> **Exercise**
Compute how many lines in the data below hold the word "MessageQueue", then report that number with nothing else.

[Records — start]

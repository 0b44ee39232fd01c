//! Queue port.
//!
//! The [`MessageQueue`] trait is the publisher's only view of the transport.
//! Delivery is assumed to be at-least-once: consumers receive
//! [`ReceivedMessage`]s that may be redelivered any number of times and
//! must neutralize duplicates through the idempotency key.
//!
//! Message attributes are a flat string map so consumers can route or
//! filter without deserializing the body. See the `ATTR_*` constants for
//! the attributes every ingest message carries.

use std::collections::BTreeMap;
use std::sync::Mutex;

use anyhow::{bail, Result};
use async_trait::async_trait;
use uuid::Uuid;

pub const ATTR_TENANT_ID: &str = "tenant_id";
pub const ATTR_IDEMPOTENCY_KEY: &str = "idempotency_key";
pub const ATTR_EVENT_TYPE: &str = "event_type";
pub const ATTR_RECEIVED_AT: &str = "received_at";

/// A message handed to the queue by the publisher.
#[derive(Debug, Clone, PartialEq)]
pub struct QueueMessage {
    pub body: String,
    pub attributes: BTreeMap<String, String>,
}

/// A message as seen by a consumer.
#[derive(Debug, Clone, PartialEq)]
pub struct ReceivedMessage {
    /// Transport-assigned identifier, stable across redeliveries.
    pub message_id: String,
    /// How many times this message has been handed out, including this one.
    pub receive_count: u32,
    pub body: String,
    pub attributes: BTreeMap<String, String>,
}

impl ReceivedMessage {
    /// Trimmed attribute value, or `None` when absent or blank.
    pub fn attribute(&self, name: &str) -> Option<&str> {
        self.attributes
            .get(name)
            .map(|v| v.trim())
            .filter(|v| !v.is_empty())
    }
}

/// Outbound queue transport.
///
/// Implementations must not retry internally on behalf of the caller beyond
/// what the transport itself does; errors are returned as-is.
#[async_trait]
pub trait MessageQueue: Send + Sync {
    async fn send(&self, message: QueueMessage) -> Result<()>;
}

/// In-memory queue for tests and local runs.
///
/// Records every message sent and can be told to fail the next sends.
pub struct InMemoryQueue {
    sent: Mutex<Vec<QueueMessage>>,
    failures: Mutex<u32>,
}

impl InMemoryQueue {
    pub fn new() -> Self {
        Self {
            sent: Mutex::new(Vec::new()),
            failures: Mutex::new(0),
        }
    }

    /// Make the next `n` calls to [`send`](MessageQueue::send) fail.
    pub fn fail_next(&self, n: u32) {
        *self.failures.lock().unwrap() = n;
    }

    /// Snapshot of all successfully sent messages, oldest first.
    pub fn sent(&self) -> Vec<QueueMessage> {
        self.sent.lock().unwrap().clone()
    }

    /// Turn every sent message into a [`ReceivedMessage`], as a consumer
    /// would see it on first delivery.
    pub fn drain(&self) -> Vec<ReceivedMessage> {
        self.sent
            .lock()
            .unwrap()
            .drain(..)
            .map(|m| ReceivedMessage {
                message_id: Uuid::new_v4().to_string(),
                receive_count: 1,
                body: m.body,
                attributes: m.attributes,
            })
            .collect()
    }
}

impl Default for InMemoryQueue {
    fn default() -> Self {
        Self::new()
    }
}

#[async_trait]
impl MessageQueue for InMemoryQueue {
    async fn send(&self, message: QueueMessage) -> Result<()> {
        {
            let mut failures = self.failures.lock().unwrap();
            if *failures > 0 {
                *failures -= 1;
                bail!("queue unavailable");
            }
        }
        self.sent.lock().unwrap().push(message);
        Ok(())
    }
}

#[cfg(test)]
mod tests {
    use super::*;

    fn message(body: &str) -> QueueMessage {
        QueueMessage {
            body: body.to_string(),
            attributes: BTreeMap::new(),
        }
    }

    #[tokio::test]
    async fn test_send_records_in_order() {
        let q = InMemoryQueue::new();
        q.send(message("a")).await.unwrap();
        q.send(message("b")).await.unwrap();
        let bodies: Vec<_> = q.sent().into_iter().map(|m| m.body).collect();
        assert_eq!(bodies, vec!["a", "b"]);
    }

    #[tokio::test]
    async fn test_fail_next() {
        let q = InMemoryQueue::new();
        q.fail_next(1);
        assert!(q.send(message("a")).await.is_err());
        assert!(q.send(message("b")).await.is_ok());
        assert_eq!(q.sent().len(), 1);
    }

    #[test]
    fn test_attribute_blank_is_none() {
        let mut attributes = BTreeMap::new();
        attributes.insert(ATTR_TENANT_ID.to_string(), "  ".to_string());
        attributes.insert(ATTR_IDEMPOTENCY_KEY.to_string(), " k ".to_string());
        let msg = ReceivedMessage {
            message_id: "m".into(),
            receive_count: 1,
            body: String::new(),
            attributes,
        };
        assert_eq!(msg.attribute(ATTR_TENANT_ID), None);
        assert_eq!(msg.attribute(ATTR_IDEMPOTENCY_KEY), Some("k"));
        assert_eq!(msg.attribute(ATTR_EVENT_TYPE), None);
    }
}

[Records — finish]
[Records — start]

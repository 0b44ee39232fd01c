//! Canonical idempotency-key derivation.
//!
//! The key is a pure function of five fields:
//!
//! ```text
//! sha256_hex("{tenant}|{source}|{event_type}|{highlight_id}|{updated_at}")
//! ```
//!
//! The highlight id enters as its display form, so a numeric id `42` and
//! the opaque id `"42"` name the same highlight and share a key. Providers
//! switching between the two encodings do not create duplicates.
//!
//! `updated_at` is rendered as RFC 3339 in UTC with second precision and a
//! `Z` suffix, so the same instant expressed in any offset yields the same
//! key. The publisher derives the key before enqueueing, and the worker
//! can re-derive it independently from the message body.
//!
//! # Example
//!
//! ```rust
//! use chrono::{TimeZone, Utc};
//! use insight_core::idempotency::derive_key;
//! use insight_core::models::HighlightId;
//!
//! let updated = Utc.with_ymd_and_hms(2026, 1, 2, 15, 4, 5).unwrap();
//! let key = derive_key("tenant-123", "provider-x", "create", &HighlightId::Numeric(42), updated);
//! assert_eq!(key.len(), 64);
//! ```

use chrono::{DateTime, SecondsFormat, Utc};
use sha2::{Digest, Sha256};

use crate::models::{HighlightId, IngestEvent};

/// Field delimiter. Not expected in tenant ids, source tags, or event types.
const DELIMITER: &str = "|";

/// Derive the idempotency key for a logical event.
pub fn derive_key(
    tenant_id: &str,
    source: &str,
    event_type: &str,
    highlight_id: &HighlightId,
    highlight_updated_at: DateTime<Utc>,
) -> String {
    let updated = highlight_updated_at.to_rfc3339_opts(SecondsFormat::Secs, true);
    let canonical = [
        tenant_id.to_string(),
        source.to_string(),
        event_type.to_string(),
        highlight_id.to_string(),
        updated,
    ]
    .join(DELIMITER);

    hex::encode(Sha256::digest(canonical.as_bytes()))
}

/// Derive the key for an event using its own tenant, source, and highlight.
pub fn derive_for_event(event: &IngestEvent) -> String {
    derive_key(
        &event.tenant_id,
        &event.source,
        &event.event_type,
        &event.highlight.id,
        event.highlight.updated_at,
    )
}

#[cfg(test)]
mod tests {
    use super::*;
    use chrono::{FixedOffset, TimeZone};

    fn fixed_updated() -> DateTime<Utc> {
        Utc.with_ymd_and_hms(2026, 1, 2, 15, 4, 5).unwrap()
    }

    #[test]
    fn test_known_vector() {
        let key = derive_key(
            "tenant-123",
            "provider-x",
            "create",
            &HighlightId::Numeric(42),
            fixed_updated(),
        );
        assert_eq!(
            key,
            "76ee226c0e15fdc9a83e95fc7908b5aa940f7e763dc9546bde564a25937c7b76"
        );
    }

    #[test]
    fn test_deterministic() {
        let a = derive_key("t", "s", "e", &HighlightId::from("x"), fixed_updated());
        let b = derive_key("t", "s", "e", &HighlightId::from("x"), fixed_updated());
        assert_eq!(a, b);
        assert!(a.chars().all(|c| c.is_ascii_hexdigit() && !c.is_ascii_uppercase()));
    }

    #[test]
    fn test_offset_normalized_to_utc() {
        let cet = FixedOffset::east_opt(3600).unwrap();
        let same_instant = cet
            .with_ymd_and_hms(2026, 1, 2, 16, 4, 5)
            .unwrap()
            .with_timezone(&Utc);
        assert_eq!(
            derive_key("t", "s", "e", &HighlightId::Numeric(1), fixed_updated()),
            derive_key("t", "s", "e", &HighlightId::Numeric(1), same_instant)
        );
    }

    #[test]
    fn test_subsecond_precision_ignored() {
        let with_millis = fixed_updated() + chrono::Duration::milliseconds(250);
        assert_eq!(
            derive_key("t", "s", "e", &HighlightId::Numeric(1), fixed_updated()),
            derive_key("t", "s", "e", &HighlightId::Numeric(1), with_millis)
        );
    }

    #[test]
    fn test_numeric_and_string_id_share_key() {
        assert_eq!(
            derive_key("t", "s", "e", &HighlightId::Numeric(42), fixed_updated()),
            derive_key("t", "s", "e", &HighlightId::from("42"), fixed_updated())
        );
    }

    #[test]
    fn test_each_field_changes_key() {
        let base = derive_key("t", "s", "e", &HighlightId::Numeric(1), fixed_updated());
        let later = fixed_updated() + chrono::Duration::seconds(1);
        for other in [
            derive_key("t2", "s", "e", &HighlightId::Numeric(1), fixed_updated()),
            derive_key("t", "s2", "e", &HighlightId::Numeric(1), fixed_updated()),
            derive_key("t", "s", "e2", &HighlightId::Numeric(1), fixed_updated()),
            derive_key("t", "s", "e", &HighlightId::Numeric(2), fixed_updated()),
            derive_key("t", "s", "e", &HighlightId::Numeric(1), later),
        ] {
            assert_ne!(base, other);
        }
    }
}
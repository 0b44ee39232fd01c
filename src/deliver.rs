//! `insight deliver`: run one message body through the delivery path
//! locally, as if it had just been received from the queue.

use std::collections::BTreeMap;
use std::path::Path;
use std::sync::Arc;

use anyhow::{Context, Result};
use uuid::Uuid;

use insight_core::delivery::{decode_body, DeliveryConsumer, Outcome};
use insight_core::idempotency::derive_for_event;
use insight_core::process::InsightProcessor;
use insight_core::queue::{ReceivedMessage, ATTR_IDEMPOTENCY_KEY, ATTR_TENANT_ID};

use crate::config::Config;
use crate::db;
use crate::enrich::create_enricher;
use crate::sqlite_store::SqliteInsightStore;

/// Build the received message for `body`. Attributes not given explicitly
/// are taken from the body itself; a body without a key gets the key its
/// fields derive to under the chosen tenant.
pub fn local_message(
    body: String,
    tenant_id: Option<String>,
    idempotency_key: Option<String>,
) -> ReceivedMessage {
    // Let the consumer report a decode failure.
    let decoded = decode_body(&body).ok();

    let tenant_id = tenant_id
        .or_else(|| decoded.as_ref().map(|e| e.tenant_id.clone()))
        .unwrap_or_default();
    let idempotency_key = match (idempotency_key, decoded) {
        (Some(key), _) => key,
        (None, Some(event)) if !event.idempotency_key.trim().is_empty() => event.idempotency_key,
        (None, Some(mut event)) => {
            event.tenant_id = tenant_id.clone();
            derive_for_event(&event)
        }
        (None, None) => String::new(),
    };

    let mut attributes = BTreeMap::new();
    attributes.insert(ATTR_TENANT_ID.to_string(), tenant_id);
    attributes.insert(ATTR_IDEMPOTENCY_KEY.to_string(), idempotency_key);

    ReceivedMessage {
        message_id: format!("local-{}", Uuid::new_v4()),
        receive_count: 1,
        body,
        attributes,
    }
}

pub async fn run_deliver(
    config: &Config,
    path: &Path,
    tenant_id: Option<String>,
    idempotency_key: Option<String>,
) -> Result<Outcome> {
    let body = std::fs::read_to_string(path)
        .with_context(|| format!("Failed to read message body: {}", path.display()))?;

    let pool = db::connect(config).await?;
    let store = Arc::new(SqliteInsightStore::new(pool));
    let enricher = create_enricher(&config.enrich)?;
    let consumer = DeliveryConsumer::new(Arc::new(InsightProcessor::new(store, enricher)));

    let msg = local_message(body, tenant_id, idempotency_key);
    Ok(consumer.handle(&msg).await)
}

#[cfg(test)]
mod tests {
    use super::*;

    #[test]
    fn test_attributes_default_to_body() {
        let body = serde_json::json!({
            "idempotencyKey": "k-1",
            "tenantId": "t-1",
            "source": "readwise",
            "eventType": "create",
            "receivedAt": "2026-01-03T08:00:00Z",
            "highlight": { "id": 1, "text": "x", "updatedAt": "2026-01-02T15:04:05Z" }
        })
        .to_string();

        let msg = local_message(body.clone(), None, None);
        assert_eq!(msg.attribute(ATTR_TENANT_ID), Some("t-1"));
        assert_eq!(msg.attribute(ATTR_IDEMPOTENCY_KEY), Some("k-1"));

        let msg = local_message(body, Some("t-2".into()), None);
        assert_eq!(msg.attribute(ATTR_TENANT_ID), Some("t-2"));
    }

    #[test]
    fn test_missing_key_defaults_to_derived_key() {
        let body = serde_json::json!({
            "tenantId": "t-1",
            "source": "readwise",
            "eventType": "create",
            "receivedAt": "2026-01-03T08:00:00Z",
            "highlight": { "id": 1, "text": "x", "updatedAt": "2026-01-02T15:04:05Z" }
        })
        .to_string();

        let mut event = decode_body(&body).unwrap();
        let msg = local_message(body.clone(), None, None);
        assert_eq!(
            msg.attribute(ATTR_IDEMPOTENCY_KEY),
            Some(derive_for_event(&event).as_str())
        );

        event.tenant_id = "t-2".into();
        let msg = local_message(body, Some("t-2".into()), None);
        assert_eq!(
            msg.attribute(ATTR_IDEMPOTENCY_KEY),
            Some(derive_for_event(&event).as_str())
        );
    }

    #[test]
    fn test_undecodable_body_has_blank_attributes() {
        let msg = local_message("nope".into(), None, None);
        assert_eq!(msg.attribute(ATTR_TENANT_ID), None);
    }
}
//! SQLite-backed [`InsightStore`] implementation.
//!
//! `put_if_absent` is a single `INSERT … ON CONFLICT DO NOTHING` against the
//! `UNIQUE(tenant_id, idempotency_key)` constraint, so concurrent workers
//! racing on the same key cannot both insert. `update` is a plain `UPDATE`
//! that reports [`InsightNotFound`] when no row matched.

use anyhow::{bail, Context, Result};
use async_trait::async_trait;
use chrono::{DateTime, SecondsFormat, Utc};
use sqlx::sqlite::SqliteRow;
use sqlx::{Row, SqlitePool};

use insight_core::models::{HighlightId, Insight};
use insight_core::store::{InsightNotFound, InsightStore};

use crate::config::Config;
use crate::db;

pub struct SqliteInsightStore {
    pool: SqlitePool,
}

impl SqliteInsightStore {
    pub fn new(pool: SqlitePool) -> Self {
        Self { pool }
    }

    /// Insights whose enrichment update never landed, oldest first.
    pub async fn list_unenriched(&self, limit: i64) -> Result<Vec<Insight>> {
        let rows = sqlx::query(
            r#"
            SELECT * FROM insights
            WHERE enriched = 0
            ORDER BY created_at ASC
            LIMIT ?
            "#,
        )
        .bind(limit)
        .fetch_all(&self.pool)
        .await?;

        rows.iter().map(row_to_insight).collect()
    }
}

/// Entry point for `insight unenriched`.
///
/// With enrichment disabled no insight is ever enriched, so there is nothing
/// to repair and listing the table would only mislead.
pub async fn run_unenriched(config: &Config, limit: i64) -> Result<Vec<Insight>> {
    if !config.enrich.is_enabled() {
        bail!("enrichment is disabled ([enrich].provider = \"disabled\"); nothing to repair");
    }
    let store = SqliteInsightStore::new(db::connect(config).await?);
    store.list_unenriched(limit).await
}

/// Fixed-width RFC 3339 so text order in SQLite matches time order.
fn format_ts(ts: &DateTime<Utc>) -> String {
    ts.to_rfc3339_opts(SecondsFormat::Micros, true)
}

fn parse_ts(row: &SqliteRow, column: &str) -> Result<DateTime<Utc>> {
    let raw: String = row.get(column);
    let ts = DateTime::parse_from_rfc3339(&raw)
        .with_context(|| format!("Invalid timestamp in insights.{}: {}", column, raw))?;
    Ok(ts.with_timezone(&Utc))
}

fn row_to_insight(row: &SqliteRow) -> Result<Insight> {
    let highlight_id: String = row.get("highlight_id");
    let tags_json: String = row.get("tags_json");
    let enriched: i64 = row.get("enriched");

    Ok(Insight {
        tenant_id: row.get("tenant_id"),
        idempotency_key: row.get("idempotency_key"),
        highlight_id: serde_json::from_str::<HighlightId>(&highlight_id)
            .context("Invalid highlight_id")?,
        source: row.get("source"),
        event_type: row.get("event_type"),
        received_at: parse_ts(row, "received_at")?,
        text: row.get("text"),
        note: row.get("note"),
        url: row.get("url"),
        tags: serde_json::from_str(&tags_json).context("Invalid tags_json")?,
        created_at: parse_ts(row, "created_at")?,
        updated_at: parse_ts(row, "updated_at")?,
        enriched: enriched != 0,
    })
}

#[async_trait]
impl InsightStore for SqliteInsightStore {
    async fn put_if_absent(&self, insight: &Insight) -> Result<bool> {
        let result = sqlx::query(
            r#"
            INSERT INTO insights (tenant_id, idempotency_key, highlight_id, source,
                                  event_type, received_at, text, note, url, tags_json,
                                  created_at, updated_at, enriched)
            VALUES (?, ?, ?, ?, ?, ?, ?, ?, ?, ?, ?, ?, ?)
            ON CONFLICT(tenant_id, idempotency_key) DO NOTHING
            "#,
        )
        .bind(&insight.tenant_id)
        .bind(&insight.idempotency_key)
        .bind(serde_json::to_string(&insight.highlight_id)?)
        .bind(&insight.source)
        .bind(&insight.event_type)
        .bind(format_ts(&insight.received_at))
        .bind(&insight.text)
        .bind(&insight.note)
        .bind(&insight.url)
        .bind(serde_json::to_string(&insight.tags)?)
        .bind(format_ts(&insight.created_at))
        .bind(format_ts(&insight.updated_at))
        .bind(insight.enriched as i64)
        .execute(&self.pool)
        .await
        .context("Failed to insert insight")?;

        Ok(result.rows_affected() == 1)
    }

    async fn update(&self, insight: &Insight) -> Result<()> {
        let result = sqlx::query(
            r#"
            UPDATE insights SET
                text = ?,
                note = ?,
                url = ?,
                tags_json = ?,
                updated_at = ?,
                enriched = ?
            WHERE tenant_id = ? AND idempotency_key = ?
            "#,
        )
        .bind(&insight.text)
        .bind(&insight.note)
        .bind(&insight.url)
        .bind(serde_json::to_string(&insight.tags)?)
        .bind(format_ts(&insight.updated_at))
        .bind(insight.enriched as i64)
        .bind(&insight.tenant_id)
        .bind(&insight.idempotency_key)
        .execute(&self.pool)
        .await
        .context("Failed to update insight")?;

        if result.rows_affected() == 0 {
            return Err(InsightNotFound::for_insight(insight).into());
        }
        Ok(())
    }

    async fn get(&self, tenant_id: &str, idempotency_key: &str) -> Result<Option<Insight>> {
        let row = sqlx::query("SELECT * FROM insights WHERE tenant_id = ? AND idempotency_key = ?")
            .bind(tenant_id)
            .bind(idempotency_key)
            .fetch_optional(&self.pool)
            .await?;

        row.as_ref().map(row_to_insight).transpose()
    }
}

[Records — finish]

> **Exercise answer**
4